Digging out every bit of energy he can, Gainer finally reaches the end of a long day, sort of. As he finally drags himself home, there is still an hour or two of homework ahead of him. After washing up, eating dinner, and completing his homework, Gainer collapses into bed around 11:00 and hopes to get a short seven hours of sleep before he restarts the cycle for another orthodox, for him, weekday.
So what if an athlete like Gainer had the choice to opt out of PE class?
Two hour practices for an athlete of any sport takes time, dedication, and most of all, potent energy. For athletes participating in any of the wide variety of sports offered at LHS, daily two hour practices drain students, and a PE class on top of that does not benefit these athletes. The issue is that the physical tests taken in all PE classes are required by the state.
PE teachers could set up a day of testing where athletes would own the option of complete the required tests allocated to receive a PE credit. On the other hand, PE classes are an hour long and at LHS, students are required to complete two semesters to graduate.
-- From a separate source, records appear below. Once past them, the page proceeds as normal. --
// # homeipd - homeip Daemon
//
// A thin integration layer over homeip-core. It is responsible for:
// 1. Reading configuration from environment variables
// 2. Initializing logging and the runtime
// 3. Registering providers and IP sources
// 4. Running the updater until a signal or a fatal error
//
// All update logic lives in homeip-core.
//
// ## Configuration
//
// ### Record
// - `DNS_DOMAIN`: Zone to operate on (required)
// - `DNS_RECORD`: `@`, a short name, or an FQDN under the zone (required)
// - `DNS_TTL`: TTL sent with updates in seconds (default: 60)
//
// ### DNS Provider
// - `DNS_PROVIDER`: Provider type (default: leaseweb)
// - `LEASEWEB_API_TOKEN`: API token for the leaseweb provider
// - `DNS_MODE`: `dry-run` to log updates instead of sending them
//
// ### IP Source
// - `IP_SERVICE_URL`: Plain-text public IP service (default: https://api.ipify.org)
// - `IP_VERSION`: Accept only `v4` or `v6` addresses (default: any)
//
// ### Loop
// - `CHECK_INTERVAL`: Seconds between cycles (default: 300)
// - `LOG_LEVEL`: trace, debug, info, warn or error (default: info)
//
// ## Example
//
// ```bash
// export DNS_DOMAIN=example.com
// export DNS_RECORD=home
// export LEASEWEB_API_TOKEN=your_token
//
// homeipd
// ```

use anyhow::{Context, Result};
use homeip_core::config::{
    DEFAULT_CHECK_INTERVAL_SECS, DEFAULT_IP_SERVICE_URL, DEFAULT_PROVIDER,
};
use homeip_core::traits::{DEFAULT_TTL, IpVersion};
use homeip_core::{IpSourceConfig, ProviderConfig, ProviderRegistry, Updater, UpdaterConfig};
use std::env;
use std::future::Future;
use std::process::ExitCode;
use std::time::Duration;
use tracing::{Level, error, info};
use tracing_subscriber::FmtSubscriber;

#[cfg(unix)]
use tokio::signal::unix::{SignalKind, signal};

/// Longest accepted `CHECK_INTERVAL` (one day)
const MAX_CHECK_INTERVAL_SECS: u64 = 86_400;

/// Exit codes for different termination scenarios
///
/// - 0: Clean shutdown
/// - 1: Configuration or startup error
/// - 2: Fatal runtime error (e.g. the watched record is unusable)
#[derive(Debug, Clone, Copy, PartialEq, Eq)]
enum HomeipExitCode {
    /// Clean shutdown (normal exit)
    CleanShutdown = 0,
    /// Configuration error or startup failure
    ConfigError = 1,
    /// Fatal error while running
    RuntimeError = 2,
}

impl From<HomeipExitCode> for ExitCode {
    fn from(code: HomeipExitCode) -> Self {
        ExitCode::from(code as u8)
    }
}

/// Application configuration
#[derive(Debug)]
struct Config {
    domain: String,
    record: String,
    ttl: u32,
    check_interval_secs: u64,
    provider: ProviderConfig,
    ip_service_url: String,
    ip_version: Option<IpVersion>,
    log_level: Level,
}

impl Config {
    /// Load configuration from environment variables
    fn from_env() -> Result<Self> {
        Self::from_lookup(|key| env::var(key).ok())
    }

    /// Load configuration through a variable lookup function
    ///
    /// Required values must be present and non-empty; optional numeric
    /// values that fail to parse are errors rather than silently defaulted.
    fn from_lookup<F>(lookup: F) -> Result<Self>
    where
        F: Fn(&str) -> Option<String>,
    {
        let var = |key: &str| lookup(key).map(|v| v.trim().to_string()).filter(|v| !v.is_empty());

        let domain = var("DNS_DOMAIN").context(
            "DNS_DOMAIN is required. Set it via: export DNS_DOMAIN=example.com",
        )?;
        let record = var("DNS_RECORD").context(
            "DNS_RECORD is required. Set it via: export DNS_RECORD=@ (or a name such as home)",
        )?;
        let provider_name = var("DNS_PROVIDER").unwrap_or_else(|| DEFAULT_PROVIDER.to_string());

        let check_interval_secs = match var("CHECK_INTERVAL") {
            Some(raw) => raw
                .parse::<u64>()
                .with_context(|| format!("CHECK_INTERVAL must be a number of seconds. Got: {}", raw))?,
            None => DEFAULT_CHECK_INTERVAL_SECS,
        };

        let ttl = match var("DNS_TTL") {
            Some(raw) => raw
                .parse::<u32>()
                .with_context(|| format!("DNS_TTL must be a number of seconds. Got: {}", raw))?,
            None => DEFAULT_TTL,
        };

        let ip_version = match var("IP_VERSION").map(|v| v.to_lowercase()).as_deref() {
            None | Some("any") => None,
            Some("v4") | Some("4") => Some(IpVersion::V4),
            Some("v6") | Some("6") => Some(IpVersion::V6),
            Some(other) => anyhow::bail!(
                "IP_VERSION '{}' is not valid. Valid values: v4, v6, any",
                other
            ),
        };

        let log_level = match var("LOG_LEVEL")
            .unwrap_or_else(|| "info".to_string())
            .to_lowercase()
            .as_str()
        {
            "trace" => Level::TRACE,
            "debug" => Level::DEBUG,
            "info" => Level::INFO,
            "warn" => Level::WARN,
            "error" => Level::ERROR,
            other => anyhow::bail!(
                "LOG_LEVEL '{}' is not valid. Valid levels: trace, debug, info, warn, error",
                other
            ),
        };

        let provider = ProviderConfig::from_lookup(&provider_name, &lookup)?;

        Ok(Self {
            domain,
            record,
            ttl,
            check_interval_secs,
            provider,
            ip_service_url: var("IP_SERVICE_URL")
                .unwrap_or_else(|| DEFAULT_IP_SERVICE_URL.to_string()),
            ip_version,
            log_level,
        })
    }

    /// Validate the configuration
    fn validate(&self) -> Result<()> {
        if !(1..=MAX_CHECK_INTERVAL_SECS).contains(&self.check_interval_secs) {
            anyhow::bail!(
                "CHECK_INTERVAL must be between 1 and {} seconds. Got: {}",
                MAX_CHECK_INTERVAL_SECS,
                self.check_interval_secs
            );
        }

        self.provider.validate()?;
        self.ip_source_config().validate()?;
        self.updater_config().validate()?;

        // Rejects records outside the domain before anything is created.
        homeip_core::fqdn::resolve(&self.record, &self.domain)?;

        Ok(())
    }

    fn updater_config(&self) -> UpdaterConfig {
        UpdaterConfig::new(&self.domain, &self.record)
            .with_check_interval(Duration::from_secs(self.check_interval_secs))
            .with_ttl(self.ttl)
    }

    fn ip_source_config(&self) -> IpSourceConfig {
        IpSourceConfig::Http {
            url: self.ip_service_url.clone(),
            version: self.ip_version,
        }
    }
}

fn main() -> ExitCode {
    // Load configuration from environment
    let config = match Config::from_env() {
        Ok(cfg) => cfg,
        Err(e) => {
            eprintln!("Configuration error: {:#}", e);
            return HomeipExitCode::ConfigError.into();
        }
    };

    // Initialize tracing
    let subscriber = FmtSubscriber::builder()
        .with_max_level(config.log_level)
        .finish();

    if let Err(e) = tracing::subscriber::set_global_default(subscriber) {
        eprintln!("Failed to set tracing subscriber: {}", e);
        return HomeipExitCode::ConfigError.into();
    }

    // Validate configuration
    if let Err(e) = config.validate() {
        error!("Configuration validation error: {:#}", e);
        return HomeipExitCode::ConfigError.into();
    }

    info!("Starting homeipd");

    // One loop, one in-flight operation: a single-threaded runtime is enough.
    let rt = match tokio::runtime::Builder::new_current_thread()
        .enable_all()
        .build()
    {
        Ok(runtime) => runtime,
        Err(e) => {
            error!("Failed to create tokio runtime: {}", e);
            return HomeipExitCode::RuntimeError.into();
        }
    };

    rt.block_on(run_daemon(config)).into()
}

/// Run the daemon
async fn run_daemon(config: Config) -> HomeipExitCode {
    let registry = ProviderRegistry::new();

    #[cfg(feature = "leaseweb")]
    {
        info!("Registering Leaseweb provider");
        homeip_provider_leaseweb::register(&registry);
    }

    #[cfg(feature = "http")]
    {
        info!("Registering HTTP IP source");
        homeip_ip_http::register(&registry);
    }

    let updater = match build_updater(&config, &registry) {
        Ok(updater) => updater,
        Err(e) => {
            error!("Startup failed: {}", e);
            return HomeipExitCode::ConfigError;
        }
    };

    match updater.run_with_shutdown(shutdown_signal()).await {
        Ok(()) => {
            info!("Exiting homeipd");
            HomeipExitCode::CleanShutdown
        }
        Err(e) => {
            error!("Unrecoverable error: {}", e);
            HomeipExitCode::RuntimeError
        }
    }
}

/// Create provider, IP source and updater from configuration
fn build_updater(config: &Config, registry: &ProviderRegistry) -> homeip_core::Result<Updater> {
    info!("Loading DNS provider: {}", config.provider.type_name());
    let provider = registry.create_provider(&config.provider)?;

    let ip_source = registry.create_ip_source(&config.ip_source_config())?;
    info!("Public IP service: {}", config.ip_service_url);

    // Nobody consumes events in the daemon; logs carry the same information.
    let (updater, _events) = Updater::new(ip_source, provider, config.updater_config())?;
    info!("Managing record: {}", updater.target());

    Ok(updater)
}

/// Wait for shutdown signals (SIGTERM, SIGINT)
#[cfg(unix)]
async fn shutdown_signal() {
    let (mut sigterm, mut sigint) = match (
        signal(SignalKind::terminate()),
        signal(SignalKind::interrupt()),
    ) {
        (Ok(sigterm), Ok(sigint)) => (sigterm, sigint),
        (Err(e), _) | (_, Err(e)) => {
            error!("Failed to setup signal handlers, falling back to Ctrl-C: {}", e);
            wait_for_ctrl_c(tokio::signal::ctrl_c()).await;
            return;
        }
    };

    let name = tokio::select! {
        _ = sigterm.recv() => "SIGTERM",
        _ = sigint.recv() => "SIGINT",
    };
    info!("Received shutdown signal: {}", name);
}

/// Wait for shutdown signals (SIGINT only)
///
/// Fallback implementation for non-Unix platforms.
#[cfg(not(unix))]
async fn shutdown_signal() {
    wait_for_ctrl_c(tokio::signal::ctrl_c()).await;
}

/// Wait for a Ctrl-C listener to fire
///
/// A listener that fails never resolves: only a real interrupt may end the
/// updater with a clean exit.
async fn wait_for_ctrl_c<F>(ctrl_c: F)
where
    F: Future<Output = std::io::Result<()>>,
{
    match ctrl_c.await {
        Ok(()) => info!("Received shutdown signal: SIGINT"),
        Err(e) => {
            error!("Failed to wait for CTRL-C: {}", e);
            std::future::pending::<()>().await;
        }
    }
}
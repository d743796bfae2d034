//! Record name resolution
//!
//! Turns a user-supplied record name (`@`, `www`, or `www.example.com`)
//! into the canonical fully qualified name under a domain, and compares
//! names the way DNS does: case-insensitive, ignoring the trailing root dot.
//!
//! Canonical names are lowercase and carry no trailing dot. Resolution is
//! idempotent: `resolve(&resolve(r, d)?, d)? == resolve(r, d)?`.

use crate::error::{Error, Result};

/// Short record name that stands for the domain apex
pub const APEX: &str = "@";

/// Normalize a DNS name: strip trailing dots and lowercase.
///
/// Example: `"WWW.Example.com."` -> `"www.example.com"`
#[must_use]
pub fn normalize(name: &str) -> String {
    name.trim_end_matches('.').to_ascii_lowercase()
}

/// Resolve a short or fully qualified record name into an FQDN under `domain`.
///
/// - `"@"` resolves to the domain itself
/// - A bare label (no dot) is prefixed to the domain
/// - A dotted name must equal the domain or end with `.<domain>`
///
/// # Errors
///
/// - [`Error::InvalidInput`] if either argument is empty
/// - [`Error::DomainMismatch`] if a dotted name is outside the domain
pub fn resolve(record: &str, domain: &str) -> Result<String> {
    let record = normalize(record);
    let domain = normalize(domain);

    if record.is_empty() || domain.is_empty() {
        return Err(Error::invalid_input(
            "Both record and domain names are required",
        ));
    }

    if !record.contains('.') {
        if record == APEX {
            return Ok(domain);
        }
        return Ok(format!("{record}.{domain}"));
    }

    if is_within(&record, &domain) {
        Ok(record)
    } else {
        Err(Error::domain_mismatch(record, domain))
    }
}

/// Check whether two DNS names refer to the same node.
#[must_use]
pub fn matches(name: &str, other: &str) -> bool {
    normalize(name) == normalize(other)
}

// Label-aware suffix check; both names must already be normalized.
fn is_within(name: &str, domain: &str) -> bool {
    name == domain
        || name
            .strip_suffix(domain)
            .is_some_and(|prefix| prefix.ends_with('.'))
}
// # IP Source Trait
//
// Defines the interface for discovering the caller's current public IP.
//
// ## Implementations
//
// - HTTP "what is my IP" services: `homeip-ip-http` crate
//
// ## Usage
//
// ```rust,ignore
// use homeip_core::IpSource;
//
// #[tokio::main]
// async fn main() -> homeip_core::Result<()> {
//     let source = /* IpSource implementation */;
//
//     let current_ip = source.current().await?;
//     println!("Public IP: {}", current_ip);
//
//     Ok(())
// }
// ```

use async_trait::async_trait;
use serde::{Deserialize, Serialize};
use std::net::IpAddr;

/// IP version filter
#[derive(Debug, Clone, Copy, PartialEq, Eq, Hash, Serialize, Deserialize)]
#[serde(rename_all = "lowercase")]
pub enum IpVersion {
    V4,
    V6,
}

impl IpVersion {
    /// Whether `ip` belongs to this family
    pub fn accepts(&self, ip: &IpAddr) -> bool {
        match self {
            IpVersion::V4 => ip.is_ipv4(),
            IpVersion::V6 => ip.is_ipv6(),
        }
    }
}

/// Trait for IP source implementations
///
/// A source is queried once per update cycle. It must not cache results
/// between calls: the updater relies on every call reflecting the present.
///
/// Implementations must be thread-safe and usable across async tasks.
#[async_trait]
pub trait IpSource: Send + Sync {
    /// Get the current public IP address
    ///
    /// # Returns
    ///
    /// - `Ok(IpAddr)`: The current IP address
    /// - `Err(Error::IpSource)`: If unable to determine the current IP
    async fn current(&self) -> Result<IpAddr, crate::Error>;

    /// Get the IP version this source is restricted to
    ///
    /// Returns `None` if the source reports whatever family it sees.
    fn version(&self) -> Option<IpVersion> {
        None
    }
}

/// Helper trait for constructing IP sources from configuration
pub trait IpSourceFactory: Send + Sync {
    /// Create an IpSource instance from configuration
    fn create(
        &self,
        config: &crate::config::IpSourceConfig,
    ) -> Result<Box<dyn IpSource>, crate::Error>;
}
//! The update loop
//!
//! The Updater is responsible for:
//! - Fetching the current public IP via IpSource
//! - Fetching the published records via DnsProvider
//! - Locating the watched record and deciding whether it drifted
//! - Updating the record when it did
//!
//! ## Cycle
//!
//! ```text
//! Idle ─► FetchIP ─► FetchRecords ─► Resolve+Match ─► Decide ─┬─► Update ─┐
//!            ▲                                                └─► Skip ───┤
//!            └──────────────────────────── Sleep ◄────────────────────────┘
//! ```
//!
//! ## Failure Policy
//!
//! Failures to fetch the IP or the records, and failures of the update call,
//! abort the cycle and are retried after the next sleep. A watched record
//! that is missing, not A/AAAA, or has unusable content is a configuration
//! problem: the loop stops and returns the error (see [`Error::is_fatal`]).
//!
//! Nothing is remembered between cycles; each one re-reads the provider.

use crate::config::UpdaterConfig;
use crate::error::{Error, Result};
use crate::fqdn;
use crate::traits::{DnsProvider, DnsRecord, IpSource, RecordType, UpdateRequest};
use std::future::Future;
use std::net::IpAddr;
use std::time::Duration;
use tokio::sync::mpsc;
use tokio::sync::mpsc::error::TrySendError;
use tracing::{debug, error, info, trace, warn};

/// Events emitted by the Updater
#[derive(Debug, Clone, PartialEq, Eq)]
pub enum UpdaterEvent {
    /// Loop started watching a record
    Started {
        fqdn: String,
    },

    /// Published IP differs from the current one
    DriftDetected {
        fqdn: String,
        record_ip: IpAddr,
        current_ip: IpAddr,
    },

    /// Record was updated
    UpdateSucceeded {
        fqdn: String,
        new_ip: IpAddr,
        previous_ip: IpAddr,
    },

    /// Record already points at the current IP
    UpdateSkipped {
        fqdn: String,
        current_ip: IpAddr,
    },

    /// A cycle failed
    CycleFailed {
        error: String,
        fatal: bool,
    },

    /// Loop stopped
    Stopped {
        reason: String,
    },
}

/// Result of one successful cycle
#[derive(Debug, Clone, Copy, PartialEq, Eq)]
pub enum CycleOutcome {
    /// The record already matched the current IP
    Unchanged {
        ip: IpAddr,
    },
    /// The record was pointed at a new IP
    Updated {
        previous_ip: IpAddr,
        new_ip: IpAddr,
    },
}

/// Comparison of the current IP with the published one
#[derive(Debug, Clone, Copy, PartialEq, Eq)]
pub struct UpdateDecision {
    pub should_update: bool,
    pub current_ip: IpAddr,
    pub record_ip: IpAddr,
}

/// Find the record whose name matches `target`.
///
/// Names are compared case-insensitively and without trailing dots.
/// When several records share the name (e.g. A and AAAA on a dual-stack
/// host), the one of type `wanted` is preferred; otherwise the first match
/// in provider order wins.
///
/// # Errors
///
/// [`Error::RecordMismatch`] if no record matches.
pub fn locate_record<'a>(
    records: &'a [DnsRecord],
    target: &str,
    wanted: &RecordType,
) -> Result<&'a DnsRecord> {
    let mut named = records
        .iter()
        .filter(|record| fqdn::matches(&record.name, target));

    let first = named
        .next()
        .ok_or_else(|| Error::record_mismatch(format!("No DNS record found for {}", target)))?;

    if first.record_type == *wanted {
        return Ok(first);
    }

    Ok(named
        .find(|record| record.record_type == *wanted)
        .unwrap_or(first))
}

/// Decide whether `record` must be updated to `current_ip`.
///
/// The first content entry is the published IP, whatever follows it.
///
/// # Errors
///
/// [`Error::RecordMismatch`] if the record is not A/AAAA, has no content,
/// its first entry is not an IP address, or its type does not hold
/// addresses of `current_ip`'s family.
pub fn decide(record: &DnsRecord, current_ip: IpAddr) -> Result<UpdateDecision> {
    if !record.record_type.is_address() {
        return Err(Error::record_mismatch(format!(
            "Unsupported DNS record type {} for {}",
            record.record_type, record.name
        )));
    }

    let content = record.primary_content().ok_or_else(|| {
        Error::record_mismatch(format!("DNS record {} has no content", record.name))
    })?;

    let record_ip: IpAddr = content.trim().parse().map_err(|_| {
        Error::record_mismatch(format!(
            "DNS record {} has invalid content: {:?}",
            record.name, record.content
        ))
    })?;

    if RecordType::for_ip(&current_ip) != record.record_type {
        return Err(Error::record_mismatch(format!(
            "DNS record {} is of type {} but the current IP {} needs {}",
            record.name,
            record.record_type,
            current_ip,
            RecordType::for_ip(&current_ip)
        )));
    }

    Ok(UpdateDecision {
        should_update: current_ip != record_ip,
        current_ip,
        record_ip,
    })
}

/// Dynamic DNS update loop
///
/// Watches a single record of a single domain.
///
/// ## Lifecycle
///
/// 1. Create with [`Updater::new()`] (validates configuration, resolves the FQDN)
/// 2. Start with [`Updater::run()`] or [`Updater::run_with_shutdown()`]
/// 3. The loop runs until shutdown or a fatal error
pub struct Updater {
    /// Source of the current public IP
    ip_source: Box<dyn IpSource>,

    /// Provider holding the record
    provider: Box<dyn DnsProvider>,

    /// Zone the record lives in
    domain: String,

    /// Canonical FQDN of the watched record
    target: String,

    /// Sleep between cycles
    check_interval: Duration,

    /// TTL sent with updates
    ttl: Option<u32>,

    /// Event sender for external monitoring
    event_tx: mpsc::Sender<UpdaterEvent>,
}

impl Updater {
    /// Create a new updater
    ///
    /// # Returns
    ///
    /// A tuple of (updater, event_receiver) where event_receiver yields updater events
    ///
    /// # Errors
    ///
    /// - [`Error::Config`] if the configuration is incomplete
    /// - [`Error::DomainMismatch`] / [`Error::InvalidInput`] if the record
    ///   does not resolve under the domain
    pub fn new(
        ip_source: Box<dyn IpSource>,
        provider: Box<dyn DnsProvider>,
        config: UpdaterConfig,
    ) -> Result<(Self, mpsc::Receiver<UpdaterEvent>)> {
        config.validate()?;

        let target = fqdn::resolve(&config.record, &config.domain)?;
        let (tx, rx) = mpsc::channel(config.event_channel_capacity);

        let updater = Self {
            ip_source,
            provider,
            domain: fqdn::normalize(&config.domain),
            target,
            check_interval: config.check_interval,
            ttl: config.ttl,
            event_tx: tx,
        };

        Ok((updater, rx))
    }

    /// The FQDN this updater watches
    pub fn target(&self) -> &str {
        &self.target
    }

    /// Run until Ctrl-C or a fatal error
    ///
    /// # Returns
    ///
    /// - `Ok(())`: Clean shutdown
    /// - `Err(Error)`: Fatal error (see [`Error::is_fatal`])
    pub async fn run(&self) -> Result<()> {
        self.run_with_shutdown(async {
            if let Err(e) = tokio::signal::ctrl_c().await {
                error!("Failed to listen for Ctrl-C: {}", e);
                std::future::pending::<()>().await;
            }
        })
        .await
    }

    /// Run until `shutdown` completes or a fatal error occurs
    ///
    /// The shutdown future is polled alongside the in-flight cycle and the
    /// sleep, so the loop stops promptly at any point.
    pub async fn run_with_shutdown<F>(&self, shutdown: F) -> Result<()>
    where
        F: Future<Output = ()>,
    {
        tokio::pin!(shutdown);

        info!(
            "Starting DNS updater for {} via {} (interval: {:?})",
            self.target,
            self.provider.provider_name(),
            self.check_interval
        );
        self.emit_event(UpdaterEvent::Started {
            fqdn: self.target.clone(),
        });

        loop {
            tokio::select! {
                result = self.run_cycle() => {
                    if let Err(e) = result {
                        let fatal = e.is_fatal();
                        self.emit_event(UpdaterEvent::CycleFailed {
                            error: e.to_string(),
                            fatal,
                        });

                        if fatal {
                            error!("Stopping DNS updater: {}", e);
                            self.emit_event(UpdaterEvent::Stopped {
                                reason: e.to_string(),
                            });
                            return Err(e);
                        }

                        warn!("Cycle aborted, retrying in {:?}: {}", self.check_interval, e);
                    }
                }

                _ = &mut shutdown => break,
            }

            tokio::select! {
                _ = tokio::time::sleep(self.check_interval) => {}
                _ = &mut shutdown => break,
            }
        }

        info!("Shutdown signal received, exiting DNS updater");
        self.emit_event(UpdaterEvent::Stopped {
            reason: "Shutdown signal".to_string(),
        });
        Ok(())
    }

    /// Execute a single cycle: fetch, match, decide, and update if needed
    pub async fn run_cycle(&self) -> Result<CycleOutcome> {
        let current_ip = self.ip_source.current().await?;
        info!("Current public IP: {}", current_ip);

        debug!("Fetching DNS records for domain: {}", self.domain);
        let records = self.provider.list_records(&self.domain).await?;
        for record in &records {
            debug!(
                "Record: {} | Type: {} | Content: {:?}",
                record.name, record.record_type, record.content
            );
        }

        let record = locate_record(&records, &self.target, &RecordType::for_ip(&current_ip))?;
        let decision = decide(record, current_ip)?;
        info!(
            "Found DNS record {} of type {}: {}",
            self.target, record.record_type, decision.record_ip
        );

        if !decision.should_update {
            info!("No change in public IP, skipping DNS update");
            self.emit_event(UpdaterEvent::UpdateSkipped {
                fqdn: self.target.clone(),
                current_ip,
            });
            return Ok(CycleOutcome::Unchanged { ip: current_ip });
        }

        warn!(
            "Public IP {} does not match DNS record IP {}, updating DNS record",
            current_ip, decision.record_ip
        );
        self.emit_event(UpdaterEvent::DriftDetected {
            fqdn: self.target.clone(),
            record_ip: decision.record_ip,
            current_ip,
        });

        let request = UpdateRequest::new(self.target.clone(), current_ip).with_ttl(self.ttl);
        self.provider
            .update_record(&self.domain, &request)
            .await
            .map_err(|e| Error::update_failed(&self.target, e.to_string()))?;

        info!("DNS record for {} updated to {}", self.target, current_ip);
        self.emit_event(UpdaterEvent::UpdateSucceeded {
            fqdn: self.target.clone(),
            new_ip: current_ip,
            previous_ip: decision.record_ip,
        });

        Ok(CycleOutcome::Updated {
            previous_ip: decision.record_ip,
            new_ip: current_ip,
        })
    }

    fn emit_event(&self, event: UpdaterEvent) {
        match self.event_tx.try_send(event) {
            Ok(()) => {}
            Err(TrySendError::Full(_)) => {
                warn!("Event channel full, dropping event. Consider increasing event_channel_capacity.");
            }
            Err(TrySendError::Closed(_)) => {
                trace!("No event receiver, dropping event");
            }
        }
    }
}
//! Owned contiguous value buffer backing every array type.

use std::fmt::{self, Debug};
use std::ops::{Deref, DerefMut};

/// Growable, contiguous element storage.
///
/// A thin wrapper over `Vec<T>` that keeps the crate's buffer surface in one
/// place: arrays hold `Buffer<T>` for their value bytes and never reach for
/// `Vec` directly.
#[derive(Clone, Default, PartialEq, Eq)]
pub struct Buffer<T> {
    inner: Vec<T>,
}

impl<T> Buffer<T> {
    #[inline]
    pub fn new() -> Self {
        Buffer { inner: Vec::new() }
    }

    #[inline]
    pub fn with_capacity(cap: usize) -> Self {
        Buffer {
            inner: Vec::with_capacity(cap),
        }
    }

    #[inline]
    pub fn len(&self) -> usize {
        self.inner.len()
    }

    #[inline]
    pub fn is_empty(&self) -> bool {
        self.inner.is_empty()
    }

    #[inline]
    pub fn capacity(&self) -> usize {
        self.inner.capacity()
    }

    #[inline]
    pub fn push(&mut self, value: T) {
        self.inner.push(value);
    }

    #[inline]
    pub fn reserve(&mut self, additional: usize) {
        self.inner.reserve(additional);
    }

    #[inline]
    pub fn as_slice(&self) -> &[T] {
        &self.inner
    }

    #[inline]
    pub fn as_mut_slice(&mut self) -> &mut [T] {
        &mut self.inner
    }

    #[inline]
    pub fn iter(&self) -> std::slice::Iter<'_, T> {
        self.inner.iter()
    }
}

impl<T: Clone> Buffer<T> {
    #[inline]
    pub fn from_slice(slice: &[T]) -> Self {
        Buffer {
            inner: slice.to_vec(),
        }
    }

    #[inline]
    pub fn extend_from_slice(&mut self, slice: &[T]) {
        self.inner.extend_from_slice(slice);
    }

    #[inline]
    pub fn resize(&mut self, new_len: usize, value: T) {
        self.inner.resize(new_len, value);
    }
}

impl<T> Deref for Buffer<T> {
    type Target = [T];

    #[inline]
    fn deref(&self) -> &[T] {
        &self.inner
    }
}

impl<T> DerefMut for Buffer<T> {
    #[inline]
    fn deref_mut(&mut self) -> &mut [T] {
        &mut self.inner
    }
}

impl<T> From<Vec<T>> for Buffer<T> {
    #[inline]
    fn from(inner: Vec<T>) -> Self {
        Buffer { inner }
    }
}

impl<T> FromIterator<T> for Buffer<T> {
    fn from_iter<I: IntoIterator<Item = T>>(iter: I) -> Self {
        Buffer {
            inner: Vec::from_iter(iter),
        }
    }
}

impl<'a, T> IntoIterator for &'a Buffer<T> {
    type Item = &'a T;
    type IntoIter = std::slice::Iter<'a, T>;

    fn into_iter(self) -> Self::IntoIter {
        self.inner.iter()
    }
}

impl<T: Debug> Debug for Buffer<T> {
    fn fmt(&self, f: &mut fmt::Formatter<'_>) -> fmt::Result {
        f.debug_list().entries(self.inner.iter()).finish()
    }
}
Someone opposed to this idea could have some valid counters, one variable being the online PE class. Students have the ability to take a class online to earn a PE credit, but the dilemma is that athletes looking to save energy and time in an already packed schedule would be adding more homework to the plate.
Another outlet is to complete a summer PE class to avoid taking it during the school year, but yet again athletes struggle to work around the summer practices held by their sport.
PE teacher and coach of three different sports, Ben McNeely (PE Department), also opposed this idea and agrees that a PE class affords more than required exercise.
“My goal is to promote healthy living and a healthy lifestyle. I want my students to develop a healthy lifestyle through my class that will help them throughout their lives,” McNeely stated.
Though McNeely recognizes the perspective of contradictors, athletes of his classes to be congratulated.
“I understand those viewpoints, but at the same time my athletes are my best students. I take into account that athletes need rest and I allow that,” McNeely said.